### PROVIDED MATERIAL
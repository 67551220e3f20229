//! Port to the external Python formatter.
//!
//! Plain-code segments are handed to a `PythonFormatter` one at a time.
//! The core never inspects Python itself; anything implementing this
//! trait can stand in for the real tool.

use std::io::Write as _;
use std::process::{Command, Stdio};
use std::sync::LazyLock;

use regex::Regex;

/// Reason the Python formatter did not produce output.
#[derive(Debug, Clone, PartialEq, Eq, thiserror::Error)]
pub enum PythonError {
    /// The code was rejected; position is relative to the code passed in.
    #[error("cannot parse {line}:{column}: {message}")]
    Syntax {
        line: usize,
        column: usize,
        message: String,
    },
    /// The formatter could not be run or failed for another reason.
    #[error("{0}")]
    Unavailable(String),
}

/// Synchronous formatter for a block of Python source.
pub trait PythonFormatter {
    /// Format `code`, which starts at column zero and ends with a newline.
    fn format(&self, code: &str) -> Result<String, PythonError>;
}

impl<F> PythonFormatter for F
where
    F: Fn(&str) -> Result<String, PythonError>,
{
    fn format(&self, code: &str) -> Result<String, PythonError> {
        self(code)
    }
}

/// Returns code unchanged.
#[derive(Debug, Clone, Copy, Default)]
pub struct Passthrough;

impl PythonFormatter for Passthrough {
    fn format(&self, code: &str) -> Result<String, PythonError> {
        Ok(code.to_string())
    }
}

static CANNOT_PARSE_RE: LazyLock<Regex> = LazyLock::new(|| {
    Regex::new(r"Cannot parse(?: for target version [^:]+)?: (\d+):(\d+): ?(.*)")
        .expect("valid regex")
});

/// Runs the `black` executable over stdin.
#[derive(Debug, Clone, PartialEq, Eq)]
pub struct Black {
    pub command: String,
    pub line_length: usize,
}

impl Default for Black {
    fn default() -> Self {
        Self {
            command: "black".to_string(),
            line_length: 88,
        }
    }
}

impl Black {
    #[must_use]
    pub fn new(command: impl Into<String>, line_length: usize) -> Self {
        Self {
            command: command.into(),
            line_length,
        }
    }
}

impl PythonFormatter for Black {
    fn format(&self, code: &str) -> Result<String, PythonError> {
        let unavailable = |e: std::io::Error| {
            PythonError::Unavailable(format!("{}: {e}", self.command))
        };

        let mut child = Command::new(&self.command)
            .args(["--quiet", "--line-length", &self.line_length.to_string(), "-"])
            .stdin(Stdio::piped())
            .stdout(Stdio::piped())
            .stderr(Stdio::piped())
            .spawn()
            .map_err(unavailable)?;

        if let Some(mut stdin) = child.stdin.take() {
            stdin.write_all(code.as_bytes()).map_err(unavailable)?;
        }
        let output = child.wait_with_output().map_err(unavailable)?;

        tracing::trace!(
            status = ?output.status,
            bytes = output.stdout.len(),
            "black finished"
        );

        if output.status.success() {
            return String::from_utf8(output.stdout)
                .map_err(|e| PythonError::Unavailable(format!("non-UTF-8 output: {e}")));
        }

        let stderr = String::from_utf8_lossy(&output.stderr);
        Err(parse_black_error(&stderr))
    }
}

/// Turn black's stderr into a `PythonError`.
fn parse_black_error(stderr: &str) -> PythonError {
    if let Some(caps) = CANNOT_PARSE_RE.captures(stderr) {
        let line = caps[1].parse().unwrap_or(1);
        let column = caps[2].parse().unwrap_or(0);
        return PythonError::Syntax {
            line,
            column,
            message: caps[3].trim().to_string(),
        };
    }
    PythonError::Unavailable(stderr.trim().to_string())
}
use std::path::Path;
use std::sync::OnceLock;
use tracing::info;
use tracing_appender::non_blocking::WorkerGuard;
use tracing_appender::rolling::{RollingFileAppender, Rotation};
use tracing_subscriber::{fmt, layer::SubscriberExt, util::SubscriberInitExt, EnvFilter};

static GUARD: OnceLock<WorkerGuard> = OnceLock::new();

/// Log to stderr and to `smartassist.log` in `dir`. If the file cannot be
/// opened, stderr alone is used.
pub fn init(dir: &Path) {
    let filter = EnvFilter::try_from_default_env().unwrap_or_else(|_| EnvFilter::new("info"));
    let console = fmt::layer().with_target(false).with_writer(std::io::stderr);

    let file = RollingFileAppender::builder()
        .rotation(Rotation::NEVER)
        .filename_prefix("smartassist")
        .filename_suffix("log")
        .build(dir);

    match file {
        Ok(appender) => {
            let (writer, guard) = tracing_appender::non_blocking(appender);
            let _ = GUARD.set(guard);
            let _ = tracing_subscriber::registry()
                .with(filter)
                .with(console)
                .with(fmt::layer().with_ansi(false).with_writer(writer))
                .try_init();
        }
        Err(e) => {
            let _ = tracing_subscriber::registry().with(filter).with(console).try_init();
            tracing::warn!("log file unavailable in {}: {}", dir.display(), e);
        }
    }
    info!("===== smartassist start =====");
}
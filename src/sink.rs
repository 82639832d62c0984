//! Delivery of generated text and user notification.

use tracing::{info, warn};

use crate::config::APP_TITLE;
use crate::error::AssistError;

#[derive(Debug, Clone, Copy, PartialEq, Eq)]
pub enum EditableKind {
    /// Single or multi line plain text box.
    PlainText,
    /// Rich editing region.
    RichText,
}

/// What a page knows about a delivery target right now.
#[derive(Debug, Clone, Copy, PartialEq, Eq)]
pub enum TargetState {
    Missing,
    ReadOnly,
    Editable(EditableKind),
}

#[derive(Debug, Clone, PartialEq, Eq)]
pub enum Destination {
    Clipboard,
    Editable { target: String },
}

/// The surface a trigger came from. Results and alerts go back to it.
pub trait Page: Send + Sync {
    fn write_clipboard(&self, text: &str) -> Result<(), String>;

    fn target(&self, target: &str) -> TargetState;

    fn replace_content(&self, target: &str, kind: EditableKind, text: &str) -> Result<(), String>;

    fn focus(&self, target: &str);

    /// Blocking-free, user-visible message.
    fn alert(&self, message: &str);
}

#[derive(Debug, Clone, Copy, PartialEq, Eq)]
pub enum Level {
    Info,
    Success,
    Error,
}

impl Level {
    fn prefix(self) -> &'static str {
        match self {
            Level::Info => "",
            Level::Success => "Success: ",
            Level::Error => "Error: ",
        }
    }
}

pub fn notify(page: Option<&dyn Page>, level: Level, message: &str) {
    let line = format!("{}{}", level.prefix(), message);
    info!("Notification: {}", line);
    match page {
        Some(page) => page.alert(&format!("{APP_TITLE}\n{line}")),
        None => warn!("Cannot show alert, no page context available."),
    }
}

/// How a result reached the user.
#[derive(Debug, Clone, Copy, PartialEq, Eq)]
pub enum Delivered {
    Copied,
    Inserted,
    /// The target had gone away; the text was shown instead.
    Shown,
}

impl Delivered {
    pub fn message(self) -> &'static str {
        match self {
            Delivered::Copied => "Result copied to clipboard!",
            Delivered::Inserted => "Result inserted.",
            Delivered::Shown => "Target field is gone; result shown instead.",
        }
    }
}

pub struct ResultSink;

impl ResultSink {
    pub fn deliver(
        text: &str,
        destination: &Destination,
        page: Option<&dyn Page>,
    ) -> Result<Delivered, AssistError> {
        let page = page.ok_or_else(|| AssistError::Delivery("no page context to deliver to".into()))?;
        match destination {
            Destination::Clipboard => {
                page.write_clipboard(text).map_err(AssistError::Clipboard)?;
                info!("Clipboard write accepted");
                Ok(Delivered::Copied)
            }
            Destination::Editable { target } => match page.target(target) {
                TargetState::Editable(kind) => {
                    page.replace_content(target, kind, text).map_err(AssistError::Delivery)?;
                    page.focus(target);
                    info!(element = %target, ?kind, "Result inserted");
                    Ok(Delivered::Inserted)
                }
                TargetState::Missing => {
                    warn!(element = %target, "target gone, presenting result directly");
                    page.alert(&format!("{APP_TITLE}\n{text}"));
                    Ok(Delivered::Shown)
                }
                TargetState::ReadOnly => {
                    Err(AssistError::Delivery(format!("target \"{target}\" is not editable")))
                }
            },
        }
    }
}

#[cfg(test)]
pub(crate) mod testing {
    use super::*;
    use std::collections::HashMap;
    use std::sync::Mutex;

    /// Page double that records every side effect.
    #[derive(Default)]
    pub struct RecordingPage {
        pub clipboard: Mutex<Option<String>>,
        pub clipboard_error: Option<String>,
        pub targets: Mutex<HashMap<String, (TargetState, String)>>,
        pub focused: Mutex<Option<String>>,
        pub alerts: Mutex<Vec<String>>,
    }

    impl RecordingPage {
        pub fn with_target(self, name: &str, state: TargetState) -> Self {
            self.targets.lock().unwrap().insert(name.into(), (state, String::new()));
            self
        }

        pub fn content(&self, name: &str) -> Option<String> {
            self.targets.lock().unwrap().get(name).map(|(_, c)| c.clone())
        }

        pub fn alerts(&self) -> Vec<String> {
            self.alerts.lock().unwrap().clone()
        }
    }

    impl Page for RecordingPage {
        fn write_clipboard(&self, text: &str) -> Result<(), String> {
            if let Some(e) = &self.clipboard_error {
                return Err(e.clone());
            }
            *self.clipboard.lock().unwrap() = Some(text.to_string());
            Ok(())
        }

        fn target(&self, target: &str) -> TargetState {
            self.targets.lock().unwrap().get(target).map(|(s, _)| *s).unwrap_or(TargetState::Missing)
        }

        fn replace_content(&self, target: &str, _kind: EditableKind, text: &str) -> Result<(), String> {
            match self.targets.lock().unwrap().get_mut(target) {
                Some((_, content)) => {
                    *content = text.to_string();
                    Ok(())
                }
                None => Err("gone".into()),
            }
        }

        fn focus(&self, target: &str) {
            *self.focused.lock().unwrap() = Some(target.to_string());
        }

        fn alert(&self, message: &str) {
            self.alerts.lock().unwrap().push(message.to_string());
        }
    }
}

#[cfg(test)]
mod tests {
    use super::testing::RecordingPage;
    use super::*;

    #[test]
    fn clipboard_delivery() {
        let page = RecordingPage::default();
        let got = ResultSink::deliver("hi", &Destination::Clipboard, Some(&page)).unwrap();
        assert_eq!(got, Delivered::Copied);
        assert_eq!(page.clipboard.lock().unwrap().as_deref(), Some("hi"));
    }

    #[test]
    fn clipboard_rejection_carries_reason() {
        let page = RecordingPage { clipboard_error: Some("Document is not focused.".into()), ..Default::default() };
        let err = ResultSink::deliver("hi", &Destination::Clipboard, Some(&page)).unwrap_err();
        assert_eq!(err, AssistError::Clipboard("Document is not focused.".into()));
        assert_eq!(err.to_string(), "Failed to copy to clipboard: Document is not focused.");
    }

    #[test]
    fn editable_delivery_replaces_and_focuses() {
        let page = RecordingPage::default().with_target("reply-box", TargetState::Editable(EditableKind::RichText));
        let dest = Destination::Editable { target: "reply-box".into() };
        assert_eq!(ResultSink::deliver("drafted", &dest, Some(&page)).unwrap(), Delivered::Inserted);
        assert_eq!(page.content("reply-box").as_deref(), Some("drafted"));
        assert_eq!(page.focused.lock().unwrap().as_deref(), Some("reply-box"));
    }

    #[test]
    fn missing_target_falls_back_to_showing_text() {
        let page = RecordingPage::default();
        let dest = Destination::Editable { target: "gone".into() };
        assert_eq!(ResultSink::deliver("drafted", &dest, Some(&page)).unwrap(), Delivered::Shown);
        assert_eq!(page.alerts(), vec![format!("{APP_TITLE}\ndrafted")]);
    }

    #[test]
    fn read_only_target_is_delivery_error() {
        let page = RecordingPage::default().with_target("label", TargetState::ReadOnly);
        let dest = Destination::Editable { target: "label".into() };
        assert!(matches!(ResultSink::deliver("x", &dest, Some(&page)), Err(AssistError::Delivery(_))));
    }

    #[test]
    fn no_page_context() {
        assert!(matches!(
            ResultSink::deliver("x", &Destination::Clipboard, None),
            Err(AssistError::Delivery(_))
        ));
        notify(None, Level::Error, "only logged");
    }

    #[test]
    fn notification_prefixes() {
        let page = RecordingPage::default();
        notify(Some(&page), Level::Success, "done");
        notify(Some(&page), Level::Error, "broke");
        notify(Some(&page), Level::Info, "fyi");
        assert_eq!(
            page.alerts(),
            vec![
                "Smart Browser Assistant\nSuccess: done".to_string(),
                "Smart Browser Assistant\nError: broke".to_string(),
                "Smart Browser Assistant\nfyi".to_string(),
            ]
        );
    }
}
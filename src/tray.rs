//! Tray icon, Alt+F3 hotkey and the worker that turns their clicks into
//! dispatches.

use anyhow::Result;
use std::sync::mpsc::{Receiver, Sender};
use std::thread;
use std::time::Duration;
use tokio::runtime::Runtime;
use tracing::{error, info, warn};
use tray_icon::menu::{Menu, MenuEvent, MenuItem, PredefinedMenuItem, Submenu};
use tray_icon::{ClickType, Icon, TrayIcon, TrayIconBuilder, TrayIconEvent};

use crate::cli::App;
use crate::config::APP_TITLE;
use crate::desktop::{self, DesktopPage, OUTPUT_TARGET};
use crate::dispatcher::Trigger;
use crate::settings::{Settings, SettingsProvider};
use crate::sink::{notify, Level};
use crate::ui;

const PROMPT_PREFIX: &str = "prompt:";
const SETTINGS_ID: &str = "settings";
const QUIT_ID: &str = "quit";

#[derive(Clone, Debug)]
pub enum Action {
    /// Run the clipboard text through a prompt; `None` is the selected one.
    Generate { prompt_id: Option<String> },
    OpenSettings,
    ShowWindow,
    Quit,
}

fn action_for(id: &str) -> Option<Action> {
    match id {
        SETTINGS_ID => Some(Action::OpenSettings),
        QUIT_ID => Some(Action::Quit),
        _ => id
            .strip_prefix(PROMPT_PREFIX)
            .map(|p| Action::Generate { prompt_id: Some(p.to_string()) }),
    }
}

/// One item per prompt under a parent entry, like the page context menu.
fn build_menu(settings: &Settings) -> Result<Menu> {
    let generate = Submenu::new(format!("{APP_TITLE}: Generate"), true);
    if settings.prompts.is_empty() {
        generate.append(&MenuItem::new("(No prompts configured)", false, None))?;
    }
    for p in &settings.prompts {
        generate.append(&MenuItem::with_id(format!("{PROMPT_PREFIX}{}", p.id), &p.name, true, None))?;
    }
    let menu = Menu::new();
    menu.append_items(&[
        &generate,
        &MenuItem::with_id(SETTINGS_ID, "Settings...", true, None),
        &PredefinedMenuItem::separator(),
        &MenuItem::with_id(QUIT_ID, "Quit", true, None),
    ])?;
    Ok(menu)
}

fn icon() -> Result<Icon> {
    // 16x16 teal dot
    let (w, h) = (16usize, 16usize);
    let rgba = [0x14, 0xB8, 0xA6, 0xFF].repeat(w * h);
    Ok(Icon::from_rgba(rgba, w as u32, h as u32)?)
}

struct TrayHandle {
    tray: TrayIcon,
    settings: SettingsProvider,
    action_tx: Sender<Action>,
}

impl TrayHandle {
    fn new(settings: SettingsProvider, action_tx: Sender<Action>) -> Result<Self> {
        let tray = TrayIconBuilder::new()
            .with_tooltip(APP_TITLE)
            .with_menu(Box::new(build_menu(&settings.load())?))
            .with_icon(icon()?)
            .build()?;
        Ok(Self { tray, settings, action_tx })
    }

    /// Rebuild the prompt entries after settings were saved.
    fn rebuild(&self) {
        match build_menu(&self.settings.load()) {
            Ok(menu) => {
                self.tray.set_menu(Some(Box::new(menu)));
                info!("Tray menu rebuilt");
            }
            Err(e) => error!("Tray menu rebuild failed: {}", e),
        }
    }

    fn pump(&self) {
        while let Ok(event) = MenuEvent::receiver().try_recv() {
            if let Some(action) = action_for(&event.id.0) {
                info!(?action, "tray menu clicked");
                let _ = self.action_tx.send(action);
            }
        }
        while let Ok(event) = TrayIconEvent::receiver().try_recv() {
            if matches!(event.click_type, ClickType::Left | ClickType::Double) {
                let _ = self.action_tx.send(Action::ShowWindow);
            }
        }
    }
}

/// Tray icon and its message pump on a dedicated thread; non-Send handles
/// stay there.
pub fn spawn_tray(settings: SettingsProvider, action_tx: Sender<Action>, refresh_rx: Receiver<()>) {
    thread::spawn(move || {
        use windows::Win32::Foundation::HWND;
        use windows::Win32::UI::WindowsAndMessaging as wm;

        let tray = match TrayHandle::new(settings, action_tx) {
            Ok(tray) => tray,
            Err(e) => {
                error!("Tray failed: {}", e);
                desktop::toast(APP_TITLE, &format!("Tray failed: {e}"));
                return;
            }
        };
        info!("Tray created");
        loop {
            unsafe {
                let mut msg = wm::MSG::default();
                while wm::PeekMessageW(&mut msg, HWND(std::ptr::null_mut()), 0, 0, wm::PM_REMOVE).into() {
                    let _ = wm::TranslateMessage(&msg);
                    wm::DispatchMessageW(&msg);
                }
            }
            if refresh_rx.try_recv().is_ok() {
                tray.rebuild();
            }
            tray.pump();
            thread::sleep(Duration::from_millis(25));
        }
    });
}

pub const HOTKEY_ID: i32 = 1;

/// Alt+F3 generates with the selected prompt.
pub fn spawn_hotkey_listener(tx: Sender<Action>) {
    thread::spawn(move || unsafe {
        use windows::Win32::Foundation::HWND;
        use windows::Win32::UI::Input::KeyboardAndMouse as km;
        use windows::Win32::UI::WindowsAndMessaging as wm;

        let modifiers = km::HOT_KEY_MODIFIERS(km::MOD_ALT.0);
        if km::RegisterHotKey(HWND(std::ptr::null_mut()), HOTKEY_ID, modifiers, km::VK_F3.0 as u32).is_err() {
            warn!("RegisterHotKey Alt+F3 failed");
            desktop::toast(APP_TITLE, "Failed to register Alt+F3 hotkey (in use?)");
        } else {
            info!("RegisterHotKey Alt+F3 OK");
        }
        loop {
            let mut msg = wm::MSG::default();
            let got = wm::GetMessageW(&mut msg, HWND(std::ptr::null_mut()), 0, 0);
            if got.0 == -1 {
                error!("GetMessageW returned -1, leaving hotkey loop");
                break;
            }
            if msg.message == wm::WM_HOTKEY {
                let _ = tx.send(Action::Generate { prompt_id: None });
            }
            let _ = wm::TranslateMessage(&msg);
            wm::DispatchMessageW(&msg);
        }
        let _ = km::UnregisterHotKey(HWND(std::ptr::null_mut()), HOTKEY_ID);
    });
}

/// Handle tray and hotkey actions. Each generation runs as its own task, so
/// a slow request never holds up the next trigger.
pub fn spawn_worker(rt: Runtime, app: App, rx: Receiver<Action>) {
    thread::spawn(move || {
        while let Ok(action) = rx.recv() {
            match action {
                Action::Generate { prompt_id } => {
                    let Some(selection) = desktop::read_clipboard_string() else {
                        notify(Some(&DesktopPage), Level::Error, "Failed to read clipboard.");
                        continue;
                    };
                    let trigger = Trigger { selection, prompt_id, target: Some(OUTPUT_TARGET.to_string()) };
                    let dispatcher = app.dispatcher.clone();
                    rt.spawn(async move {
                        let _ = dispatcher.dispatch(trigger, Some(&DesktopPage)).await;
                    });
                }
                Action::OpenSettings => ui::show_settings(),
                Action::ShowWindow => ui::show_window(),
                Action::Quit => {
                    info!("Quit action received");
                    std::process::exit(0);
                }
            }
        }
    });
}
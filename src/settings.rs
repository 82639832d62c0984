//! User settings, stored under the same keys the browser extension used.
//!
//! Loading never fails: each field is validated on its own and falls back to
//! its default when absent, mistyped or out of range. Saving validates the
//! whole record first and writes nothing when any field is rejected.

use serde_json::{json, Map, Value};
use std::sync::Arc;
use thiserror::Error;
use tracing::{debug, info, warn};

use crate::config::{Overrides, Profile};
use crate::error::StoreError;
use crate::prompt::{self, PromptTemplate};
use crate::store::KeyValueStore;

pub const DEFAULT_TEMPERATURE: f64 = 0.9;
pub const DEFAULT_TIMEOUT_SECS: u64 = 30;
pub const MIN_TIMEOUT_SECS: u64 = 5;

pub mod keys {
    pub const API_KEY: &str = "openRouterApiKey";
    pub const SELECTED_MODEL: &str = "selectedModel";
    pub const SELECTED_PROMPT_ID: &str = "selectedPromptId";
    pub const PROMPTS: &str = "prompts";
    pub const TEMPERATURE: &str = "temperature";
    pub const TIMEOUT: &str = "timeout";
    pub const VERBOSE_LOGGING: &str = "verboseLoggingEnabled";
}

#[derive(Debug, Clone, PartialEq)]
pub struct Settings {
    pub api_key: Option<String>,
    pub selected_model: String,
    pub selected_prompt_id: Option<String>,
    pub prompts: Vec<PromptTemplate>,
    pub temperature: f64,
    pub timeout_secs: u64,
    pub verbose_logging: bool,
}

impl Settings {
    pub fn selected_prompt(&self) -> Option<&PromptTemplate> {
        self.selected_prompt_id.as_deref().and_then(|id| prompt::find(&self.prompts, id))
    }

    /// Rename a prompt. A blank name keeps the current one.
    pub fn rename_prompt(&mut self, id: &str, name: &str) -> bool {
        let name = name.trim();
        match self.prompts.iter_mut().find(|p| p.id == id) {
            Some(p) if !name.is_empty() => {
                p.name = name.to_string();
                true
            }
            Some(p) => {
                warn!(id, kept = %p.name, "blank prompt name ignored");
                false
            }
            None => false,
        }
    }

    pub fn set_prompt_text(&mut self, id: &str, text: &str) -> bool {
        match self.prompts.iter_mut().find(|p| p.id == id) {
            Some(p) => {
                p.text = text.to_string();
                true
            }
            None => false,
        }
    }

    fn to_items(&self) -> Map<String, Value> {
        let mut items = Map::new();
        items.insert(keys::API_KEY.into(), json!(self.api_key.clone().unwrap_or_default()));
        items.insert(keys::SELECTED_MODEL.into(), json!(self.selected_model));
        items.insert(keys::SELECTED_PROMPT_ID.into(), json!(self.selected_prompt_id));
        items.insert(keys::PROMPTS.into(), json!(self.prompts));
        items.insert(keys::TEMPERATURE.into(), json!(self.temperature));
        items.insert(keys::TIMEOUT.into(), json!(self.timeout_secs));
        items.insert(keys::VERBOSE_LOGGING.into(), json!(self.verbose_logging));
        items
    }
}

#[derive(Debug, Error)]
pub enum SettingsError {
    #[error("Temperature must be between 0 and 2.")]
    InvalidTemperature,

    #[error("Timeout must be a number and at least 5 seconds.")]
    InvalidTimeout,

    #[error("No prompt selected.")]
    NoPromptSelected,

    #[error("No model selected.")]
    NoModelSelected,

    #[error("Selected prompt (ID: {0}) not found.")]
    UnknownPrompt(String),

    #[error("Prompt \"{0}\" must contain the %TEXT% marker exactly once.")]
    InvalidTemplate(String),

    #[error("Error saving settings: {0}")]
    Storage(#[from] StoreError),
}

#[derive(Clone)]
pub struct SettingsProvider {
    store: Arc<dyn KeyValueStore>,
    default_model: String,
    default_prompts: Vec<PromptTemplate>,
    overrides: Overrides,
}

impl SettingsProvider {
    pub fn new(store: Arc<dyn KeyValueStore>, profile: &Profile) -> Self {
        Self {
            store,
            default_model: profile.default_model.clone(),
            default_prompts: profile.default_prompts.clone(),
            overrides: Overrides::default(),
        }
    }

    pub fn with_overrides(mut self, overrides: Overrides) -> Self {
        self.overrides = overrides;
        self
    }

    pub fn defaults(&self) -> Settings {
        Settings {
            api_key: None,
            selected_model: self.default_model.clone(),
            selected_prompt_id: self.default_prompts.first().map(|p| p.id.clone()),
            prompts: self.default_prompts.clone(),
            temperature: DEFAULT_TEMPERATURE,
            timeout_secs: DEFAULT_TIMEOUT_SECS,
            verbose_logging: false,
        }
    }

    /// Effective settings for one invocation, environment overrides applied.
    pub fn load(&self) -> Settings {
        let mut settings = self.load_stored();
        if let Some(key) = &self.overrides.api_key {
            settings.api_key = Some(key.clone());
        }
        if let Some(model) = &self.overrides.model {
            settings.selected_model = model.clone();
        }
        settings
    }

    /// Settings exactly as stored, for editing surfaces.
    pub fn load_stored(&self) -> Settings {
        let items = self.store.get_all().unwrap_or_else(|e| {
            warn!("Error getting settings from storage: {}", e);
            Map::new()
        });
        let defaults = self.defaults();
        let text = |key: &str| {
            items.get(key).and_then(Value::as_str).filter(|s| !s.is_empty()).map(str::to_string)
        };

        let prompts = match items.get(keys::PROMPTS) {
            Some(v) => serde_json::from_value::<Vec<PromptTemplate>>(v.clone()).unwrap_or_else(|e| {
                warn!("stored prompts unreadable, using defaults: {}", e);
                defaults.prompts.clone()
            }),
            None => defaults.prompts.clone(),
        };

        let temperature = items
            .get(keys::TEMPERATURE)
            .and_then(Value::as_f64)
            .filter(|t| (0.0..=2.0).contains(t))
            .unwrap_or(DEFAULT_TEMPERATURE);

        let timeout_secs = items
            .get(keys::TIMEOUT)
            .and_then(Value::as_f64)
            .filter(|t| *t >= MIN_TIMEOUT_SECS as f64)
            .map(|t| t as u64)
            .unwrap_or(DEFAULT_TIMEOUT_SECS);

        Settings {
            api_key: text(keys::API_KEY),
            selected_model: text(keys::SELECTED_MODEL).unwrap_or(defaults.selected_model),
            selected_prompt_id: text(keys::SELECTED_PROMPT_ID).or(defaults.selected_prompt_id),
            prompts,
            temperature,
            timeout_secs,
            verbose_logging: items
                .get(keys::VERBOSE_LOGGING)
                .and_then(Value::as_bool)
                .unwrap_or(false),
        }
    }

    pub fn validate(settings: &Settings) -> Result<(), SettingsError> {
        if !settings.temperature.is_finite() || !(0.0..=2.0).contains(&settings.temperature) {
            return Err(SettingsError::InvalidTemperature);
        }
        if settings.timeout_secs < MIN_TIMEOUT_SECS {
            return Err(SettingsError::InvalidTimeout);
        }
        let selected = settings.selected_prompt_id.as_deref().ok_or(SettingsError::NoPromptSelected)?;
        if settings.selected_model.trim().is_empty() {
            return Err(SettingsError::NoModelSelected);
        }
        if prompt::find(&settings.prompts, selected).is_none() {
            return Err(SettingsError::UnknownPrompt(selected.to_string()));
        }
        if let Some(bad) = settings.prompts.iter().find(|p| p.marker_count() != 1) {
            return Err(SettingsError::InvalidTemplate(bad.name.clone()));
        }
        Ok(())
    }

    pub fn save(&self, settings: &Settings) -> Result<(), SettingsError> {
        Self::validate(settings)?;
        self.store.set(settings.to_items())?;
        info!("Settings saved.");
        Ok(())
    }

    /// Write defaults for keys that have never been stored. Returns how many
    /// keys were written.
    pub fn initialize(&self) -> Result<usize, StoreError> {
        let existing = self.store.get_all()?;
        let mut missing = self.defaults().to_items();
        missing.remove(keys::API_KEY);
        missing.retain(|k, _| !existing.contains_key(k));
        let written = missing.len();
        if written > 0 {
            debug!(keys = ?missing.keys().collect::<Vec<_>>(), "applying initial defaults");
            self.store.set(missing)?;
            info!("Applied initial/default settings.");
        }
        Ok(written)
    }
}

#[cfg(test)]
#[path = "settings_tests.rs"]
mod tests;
######
#### [TASK BRIEF]
Find each line in the data above with the word "NoModelSelected", then copy it.

#### [ANSWER SPACE]
    NoModelSelected,
            return Err(SettingsError::NoModelSelected);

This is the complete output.